Em seu artigo 8º a resolução deixa claro que um fato relevante ou alteração substancial nas condições do adquirente do crédito pode ser considerado hábil para reclassificação do crédito, o que diminuiria a necessidade do depósito compulsório e deixaria o recuperando mais atrativo para este mercado. Isto porque a recuperação judicial pode ser justamente este fato novo e relevante já que o Estado através do poder judiciário entendeu que esta empresa realiza na sociedade sua função social e precisa ser preservada. Ademais, sob a batuta do Estado, esta empresa será mais fiscalizada e seus números serão mais cristalinos do que as empresas que não estão nesta condição.
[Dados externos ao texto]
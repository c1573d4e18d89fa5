//! Title/body templates for human-facing channels.

use opsline_events::DomainEvent;
use serde::{Deserialize, Serialize};
use std::collections::HashMap;

/// Title and body pattern with `{field}` placeholders.
#[derive(Debug, Clone, PartialEq, Eq, Serialize, Deserialize)]
pub struct Template {
    pub title: String,
    pub body: String,
}

impl Template {
    pub fn new(title: impl Into<String>, body: impl Into<String>) -> Self {
        Self {
            title: title.into(),
            body: body.into(),
        }
    }
}

/// Rendered notification text.
#[derive(Debug, Clone, PartialEq, Eq)]
pub struct RenderedNotification {
    pub title: String,
    pub body: String,
}

/// Templates keyed by event type.
#[derive(Debug, Clone, Default)]
pub struct NotificationTemplates {
    templates: HashMap<String, Template>,
}

impl NotificationTemplates {
    /// Create an empty template set.
    pub fn new() -> Self {
        Self::default()
    }

    /// Templates for the catalogued event types.
    pub fn standard() -> Self {
        Self::new()
            .with(
                "appointment.created",
                Template::new("New appointment", "{customer_name} booked for {starts_at}"),
            )
            .with(
                "appointment.confirmed",
                Template::new(
                    "Appointment confirmed",
                    "{customer_name} with {staff_name} at {starts_at}",
                ),
            )
            .with(
                "appointment.cancelled",
                Template::new(
                    "Appointment cancelled",
                    "{customer_name} cancelled the appointment at {starts_at}",
                ),
            )
            .with(
                "order.created",
                Template::new(
                    "New order {order_number}",
                    "{customer_name} placed an order for {total}",
                ),
            )
            .with(
                "order.status_changed",
                Template::new(
                    "Order {order_number} updated",
                    "Status changed from {from_status} to {to_status}",
                ),
            )
            .with(
                "reservation.created",
                Template::new(
                    "New reservation",
                    "{customer_name}, party of {party_size}, at {starts_at}",
                ),
            )
            .with(
                "invoice.paid",
                Template::new("Invoice {invoice_number} paid", "Payment of {amount} received"),
            )
            .with(
                "review.received",
                Template::new("New review", "{customer_name} left a {rating}-star review"),
            )
    }

    /// Register a template for an event type.
    pub fn with(mut self, event_type: impl Into<String>, template: Template) -> Self {
        self.templates.insert(event_type.into(), template);
        self
    }

    /// Template for an event type.
    pub fn get(&self, event_type: &str) -> Option<&Template> {
        self.templates.get(event_type)
    }

    /// Render an event.
    ///
    /// Without a template the title is the humanized event type and the body
    /// lists the payload fields.
    pub fn render(&self, event: &DomainEvent) -> RenderedNotification {
        match self.get(&event.event_type) {
            Some(template) => RenderedNotification {
                title: fill(&template.title, event),
                body: fill(&template.body, event),
            },
            None => RenderedNotification {
                title: humanize(&event.event_type),
                body: event
                    .payload
                    .iter()
                    .filter(|(_, value)| !value.is_null())
                    .map(|(name, value)| format!("{}: {}", humanize(name), value))
                    .collect::<Vec<_>>()
                    .join("; "),
            },
        }
    }
}

/// Replace `{field}` placeholders; unknown placeholders are left as written.
fn fill(pattern: &str, event: &DomainEvent) -> String {
    let mut out = String::with_capacity(pattern.len());
    let mut rest = pattern;

    while let Some(start) = rest.find('{') {
        out.push_str(&rest[..start]);
        let after = &rest[start + 1..];
        match after.find('}') {
            Some(end) => {
                let name = &after[..end];
                match event.field(name) {
                    Some(value) => out.push_str(&value.to_string()),
                    None => {
                        out.push('{');
                        out.push_str(name);
                        out.push('}');
                    }
                }
                rest = &after[end + 1..];
            }
            None => {
                out.push_str(&rest[start..]);
                rest = "";
            }
        }
    }

    out.push_str(rest);
    out
}

/// `order.status_changed` -> `Order status changed`
fn humanize(name: &str) -> String {
    let words = name.replace(['.', '_'], " ");
    let mut chars = words.chars();
    match chars.next() {
        Some(first) => first.to_uppercase().chain(chars).collect(),
        None => String::new(),
    }
}

#[cfg(test)]
mod tests {
    use super::*;
    use opsline_events::EventBuilder;

    #[test]
    fn test_render_with_template() {
        let event = EventBuilder::new("invoice.paid", "t-1", "inv-1")
            .field("invoice_number", "INV-7")
            .field("amount", "$120.00")
            .build();

        let rendered = NotificationTemplates::standard().render(&event);
        assert_eq!(rendered.title, "Invoice INV-7 paid");
        assert_eq!(rendered.body, "Payment of $120.00 received");
    }

    #[test]
    fn test_unknown_placeholder_is_kept() {
        let event = EventBuilder::new("x", "t-1", "e-1").build();
        assert_eq!(fill("Hello {name} {", &event), "Hello {name} {");
    }

    #[test]
    fn test_fallback_rendering() {
        let event = EventBuilder::new("legal_case.status_changed", "t-1", "c-1")
            .field("case_number", "2024-001")
            .field("to_status", "settled")
            .build();

        let rendered = NotificationTemplates::new().render(&event);
        assert_eq!(rendered.title, "Legal case status changed");
        assert_eq!(rendered.body, "Case number: 2024-001; To status: settled");
    }
}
Uma mudança de visão em relação a concessão do crédito para uma empresa em recuperação judicial com plano aprovado significaria um grande ajuste do mercado, já que os fornecedores também seguem os critérios de classificação. Em momentos como o que vivemos este pequeno esforço do legislador poderia significar a mantença de vários empregos e empresas pelo Brasil.
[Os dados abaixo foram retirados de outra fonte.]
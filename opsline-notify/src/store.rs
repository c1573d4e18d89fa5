//! In-app notification storage.

use async_trait::async_trait;
use chrono::{DateTime, Utc};
use opsline_events::Fields;
use parking_lot::Mutex;
use serde::{Deserialize, Serialize};
use std::cmp::Reverse;
use uuid::Uuid;

use crate::Result;

/// A row shown on the tenant's dashboard.
#[derive(Debug, Clone, PartialEq, Serialize, Deserialize)]
pub struct StoredNotification {
    pub id: Uuid,
    pub tenant_id: String,
    /// Event type that produced the notification
    #[serde(rename = "type")]
    pub notification_type: String,
    pub title: String,
    pub body: String,
    pub data: Fields,
    pub is_read: bool,
    pub created_at: DateTime<Utc>,
}

impl StoredNotification {
    /// Create an unread notification stamped now.
    pub fn new(
        tenant_id: impl Into<String>,
        notification_type: impl Into<String>,
        title: impl Into<String>,
        body: impl Into<String>,
        data: Fields,
    ) -> Self {
        Self {
            id: Uuid::new_v4(),
            tenant_id: tenant_id.into(),
            notification_type: notification_type.into(),
            title: title.into(),
            body: body.into(),
            data,
            is_read: false,
            created_at: Utc::now(),
        }
    }
}

/// Listing options.
#[derive(Debug, Clone, Copy, Default, PartialEq, Eq)]
pub struct ListQuery {
    /// Only return unread notifications
    pub unread_only: bool,
    /// Maximum number of rows
    pub limit: Option<usize>,
}

impl ListQuery {
    pub fn unread() -> Self {
        Self {
            unread_only: true,
            limit: None,
        }
    }

    pub fn limit(mut self, limit: usize) -> Self {
        self.limit = Some(limit);
        self
    }
}

/// Storage for in-app notifications.
///
/// Listing returns unread before read, newest first within each group.
/// Marking is idempotent and scoped to the tenant.
#[async_trait]
pub trait NotificationStore: Send + Sync {
    async fn insert(&self, notification: StoredNotification) -> Result<()>;

    async fn list(&self, tenant_id: &str, query: ListQuery) -> Result<Vec<StoredNotification>>;

    /// Mark the given notifications read; returns how many changed.
    async fn mark_read(&self, tenant_id: &str, ids: &[Uuid]) -> Result<usize>;

    /// Mark every notification of the tenant read; returns how many changed.
    async fn mark_all_read(&self, tenant_id: &str) -> Result<usize>;

    async fn unread_count(&self, tenant_id: &str) -> Result<usize>;
}

/// In-memory notification store.
#[derive(Debug, Default)]
pub struct InMemoryNotificationStore {
    rows: Mutex<Vec<(u64, StoredNotification)>>,
}

impl InMemoryNotificationStore {
    pub fn new() -> Self {
        Self::default()
    }

    /// Total rows across all tenants.
    pub fn len(&self) -> usize {
        self.rows.lock().len()
    }

    pub fn is_empty(&self) -> bool {
        self.rows.lock().is_empty()
    }
}

#[async_trait]
impl NotificationStore for InMemoryNotificationStore {
    async fn insert(&self, notification: StoredNotification) -> Result<()> {
        let mut rows = self.rows.lock();
        let seq = rows.len() as u64;
        rows.push((seq, notification));
        Ok(())
    }

    async fn list(&self, tenant_id: &str, query: ListQuery) -> Result<Vec<StoredNotification>> {
        let rows = self.rows.lock();
        let mut matching: Vec<_> = rows
            .iter()
            .filter(|(_, n)| n.tenant_id == tenant_id && !(query.unread_only && n.is_read))
            .collect();

        // Insertion order breaks ties between identical timestamps
        matching.sort_by_key(|(seq, n)| (n.is_read, Reverse(n.created_at), Reverse(*seq)));

        Ok(matching
            .into_iter()
            .take(query.limit.unwrap_or(usize::MAX))
            .map(|(_, n)| n.clone())
            .collect())
    }

    async fn mark_read(&self, tenant_id: &str, ids: &[Uuid]) -> Result<usize> {
        let mut rows = self.rows.lock();
        let mut changed = 0;
        for (_, n) in rows.iter_mut() {
            if n.tenant_id == tenant_id && !n.is_read && ids.contains(&n.id) {
                n.is_read = true;
                changed += 1;
            }
        }
        Ok(changed)
    }

    async fn mark_all_read(&self, tenant_id: &str) -> Result<usize> {
        let mut rows = self.rows.lock();
        let mut changed = 0;
        for (_, n) in rows.iter_mut() {
            if n.tenant_id == tenant_id && !n.is_read {
                n.is_read = true;
                changed += 1;
            }
        }
        Ok(changed)
    }

    async fn unread_count(&self, tenant_id: &str) -> Result<usize> {
        Ok(self
            .rows
            .lock()
            .iter()
            .filter(|(_, n)| n.tenant_id == tenant_id && !n.is_read)
            .count())
    }
}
A mudança introduzida no final do ano passado na lei de recuperação judicial foi positiva e, inclusive, timidamente tratou da concessão do crédito em seu novo capítulo denominado: Do financiamento do devedor e do grupo de devedores durante a recuperação judicial, artigos 69-A ao 69-F. A iniciativa é válida, mas além de complexa porque precisa de autorização judicial e do comitê de credores (que só se instala em gigantes recuperações) exige garantia de bens e direitos. A grande maioria das empresas em recuperação judicial e seus empresários já não possuem bens e direitos para negociar ou estão todos comprometidos.
Parece que o legislador pensou apenas nas grandes recuperações judiciais e não nas empresas de médio e pequeno porte que correspondem a 80% do total de empresas no Brasil. A estas, que geram mais empregos e mantém a economia de pequenas cidades, nada foi pensado. Estas empresas amargam recuperações judiciais (que tem um custo caro) sem nenhuma condição de conseguir crédito justo no mercado. São obrigadas a ir para o mercado de crédito de segunda categoria (que aceita o risco mas com juros exorbitantes) o que ao invés de favorecer a recuperação, às vezes é o último passo para falência.
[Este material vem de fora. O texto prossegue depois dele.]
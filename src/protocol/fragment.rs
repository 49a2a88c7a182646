//! Reassembly of fragmented reliable messages, grounded on `fragment_buffer.go`.
//!
//! A message too large for one datagram arrives as a run of
//! `SendReliableFragment` commands sharing a sequence number. This module
//! parses those commands and glues the run back into a single
//! `SendReliable` command once every fragment has arrived.

use std::collections::HashMap;
use std::num::NonZeroUsize;

use lru::LruCache;

use super::command::{Command, CommandKind};
use super::cursor::ByteReader;
use super::error::DecodeError;

/// An upper bound on in-flight fragment runs. A peer that starts more
/// reassemblies than this without finishing any of them will have its
/// oldest, stalled run silently evicted rather than leak memory forever.
pub const FRAGMENT_BUFFER_CAPACITY: usize = 128;

/// A single `SendReliableFragment` command's header and payload.
#[derive(Debug, Clone)]
pub struct ReliableFragment {
    /// Sequence number shared by every fragment of the same message.
    pub sequence_number: u32,
    /// Total number of fragments that make up the message.
    pub fragment_count: i32,
    /// This fragment's index within the run.
    pub fragment_number: i32,
    /// Total length of the reassembled message, in bytes.
    pub total_length: i32,
    /// This fragment's byte offset within the reassembled message.
    pub fragment_offset: i32,
    /// This fragment's slice of the message.
    pub data: Vec<u8>,
}

/// Parses a [`Command`] of kind [`CommandKind::SendReliableFragment`] into
/// its [`ReliableFragment`] header and payload.
pub fn parse_reliable_fragment(command: &Command) -> Result<ReliableFragment, DecodeError> {
    let mut r = ByteReader::new(&command.payload);

    let sequence_number = r.read_u32()?;
    let fragment_count = r.read_i32()?;
    let fragment_number = r.read_i32()?;
    let total_length = r.read_i32()?;
    let fragment_offset = r.read_i32()?;
    let data = r.read_bytes(r.remaining())?.to_vec();

    Ok(ReliableFragment {
        sequence_number,
        fragment_count,
        fragment_number,
        total_length,
        fragment_offset,
        data,
    })
}

struct FragmentBufferEntry {
    sequence_number: u32,
    fragments_needed: usize,
    fragments: HashMap<i32, Vec<u8>>,
}

impl FragmentBufferEntry {
    fn finished(&self) -> bool {
        self.fragments.len() == self.fragments_needed
    }

    fn assemble(&mut self) -> Command {
        let mut data = Vec::new();
        for i in 0..self.fragments_needed as i32 {
            if let Some(chunk) = self.fragments.remove(&i) {
                data.extend_from_slice(&chunk);
            }
        }

        Command {
            kind: CommandKind::SendReliable,
            channel_id: 0,
            flags: 0,
            reserved: 0,
            reliable_sequence_number: self.sequence_number,
            payload: data,
        }
    }
}

/// An LRU-bounded store of in-progress fragment reassemblies.
pub struct FragmentBuffer {
    cache: LruCache<u32, FragmentBufferEntry>,
}

impl FragmentBuffer {
    /// Creates a fragment buffer with the default capacity.
    pub fn new() -> Self {
        Self::with_capacity(FRAGMENT_BUFFER_CAPACITY)
    }

    /// Creates a fragment buffer holding at most `capacity` in-flight runs.
    pub fn with_capacity(capacity: usize) -> Self {
        let capacity = NonZeroUsize::new(capacity).unwrap_or(NonZeroUsize::new(1).unwrap());
        FragmentBuffer {
            cache: LruCache::new(capacity),
        }
    }

    /// Offers a fragment to the buffer. Returns the reassembled
    /// `SendReliable` command once every fragment of its run has been
    /// seen, or `None` while the run is still incomplete.
    pub fn offer(&mut self, fragment: ReliableFragment) -> Option<Command> {
        let seq = fragment.sequence_number;

        let entry = self.cache.get_or_insert_mut(seq, || FragmentBufferEntry {
            sequence_number: seq,
            fragments_needed: fragment.fragment_count.max(0) as usize,
            fragments: HashMap::new(),
        });
        entry.fragments.insert(fragment.fragment_number, fragment.data);

        if entry.finished() {
            let mut entry = self.cache.pop(&seq).expect("entry just inserted");
            Some(entry.assemble())
        } else {
            None
        }
    }
}

impl Default for FragmentBuffer {
    fn default() -> Self {
        Self::new()
    }
}

#[cfg(test)]
mod tests {
    use super::*;

    fn fragment(seq: u32, count: i32, number: i32, data: &[u8]) -> ReliableFragment {
        ReliableFragment {
            sequence_number: seq,
            fragment_count: count,
            fragment_number: number,
            total_length: data.len() as i32 * count,
            fragment_offset: data.len() as i32 * number,
            data: data.to_vec(),
        }
    }

    #[test]
    fn assembles_once_every_fragment_arrives() {
        let mut buf = FragmentBuffer::new();

        assert!(buf.offer(fragment(1, 2, 0, &[0xAA])).is_none());
        let assembled = buf.offer(fragment(1, 2, 1, &[0xBB])).unwrap();

        assert_eq!(assembled.kind, CommandKind::SendReliable);
        assert_eq!(assembled.payload, vec![0xAA, 0xBB]);
        assert_eq!(assembled.reliable_sequence_number, 1);
    }

    #[test]
    fn out_of_order_fragments_still_assemble_in_order() {
        let mut buf = FragmentBuffer::new();

        assert!(buf.offer(fragment(2, 3, 2, &[0x03])).is_none());
        assert!(buf.offer(fragment(2, 3, 0, &[0x01])).is_none());
        let assembled = buf.offer(fragment(2, 3, 1, &[0x02])).unwrap();

        assert_eq!(assembled.payload, vec![0x01, 0x02, 0x03]);
    }

    #[test]
    fn distinct_sequences_do_not_interfere() {
        let mut buf = FragmentBuffer::new();

        assert!(buf.offer(fragment(1, 2, 0, &[0xAA])).is_none());
        assert!(buf.offer(fragment(2, 2, 0, &[0xCC])).is_none());

        let first = buf.offer(fragment(1, 2, 1, &[0xBB])).unwrap();
        assert_eq!(first.payload, vec![0xAA, 0xBB]);

        let second = buf.offer(fragment(2, 2, 1, &[0xDD])).unwrap();
        assert_eq!(second.payload, vec![0xCC, 0xDD]);
    }

    #[test]
    fn eviction_drops_the_oldest_unfinished_run() {
        let mut buf = FragmentBuffer::with_capacity(1);

        assert!(buf.offer(fragment(1, 2, 0, &[0xAA])).is_none());
        // A second run starts before the first finishes; capacity 1 evicts run 1.
        assert!(buf.offer(fragment(2, 2, 0, &[0xCC])).is_none());

        // Completing run 1 now starts a fresh entry rather than assembling,
        // since its prior partial state was evicted.
        assert!(buf.offer(fragment(1, 2, 1, &[0xBB])).is_none());
    }
}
Em tempos de crise, muitas medidas poderiam e podem ser tomadas visando a preservação da empresa, como por exemplo formas de contratações diferenciadas para empresas em recuperação judicial (diminuindo os encargos) até que a mesma saia da recuperação, parcelamento de débitos fiscais mais reais, linhas de crédito diferenciadas observando a proposta aqui apresentada de uma nova interpretação do artigo 8º da resolução 2.682/99 da CMN.
Vale dizer que tanto os EUA, como a Europa e a própria China injetaram dinheiro na economia diretamente nas empresas de modo que mantivessem suas atividades nesta pandemia. É possível alguém dizer que estas economias são mais ricas que a nossa, porém elas não têm a capacidade de economizar que o Brasil tem já que seu PIB (que é maior do que a Rússia por exemplo) é consumido acima da média de países como EUA, Alemanha e Japão pelo custo da máquina pública. Tais países ainda por cima tem PIB maior que o do Brasil.
Conclui-se, portanto, que é possível sim uma alteração legislativa a fim de viabilizar a recuperação judicial das empresas em dificuldade e a consequente recuperação econômica (já que hoje no Brasil qual empresa não tem dificuldade), basta um esforço do governo e do legislador neste sentido.
Doutor João Roberto Ferreira Franco é Sócio-Diretor do escritório Lodovico Advogados com inscrição perante a Ordem dos Advogados do Brasil, seção São Paulo, sob número 292.237.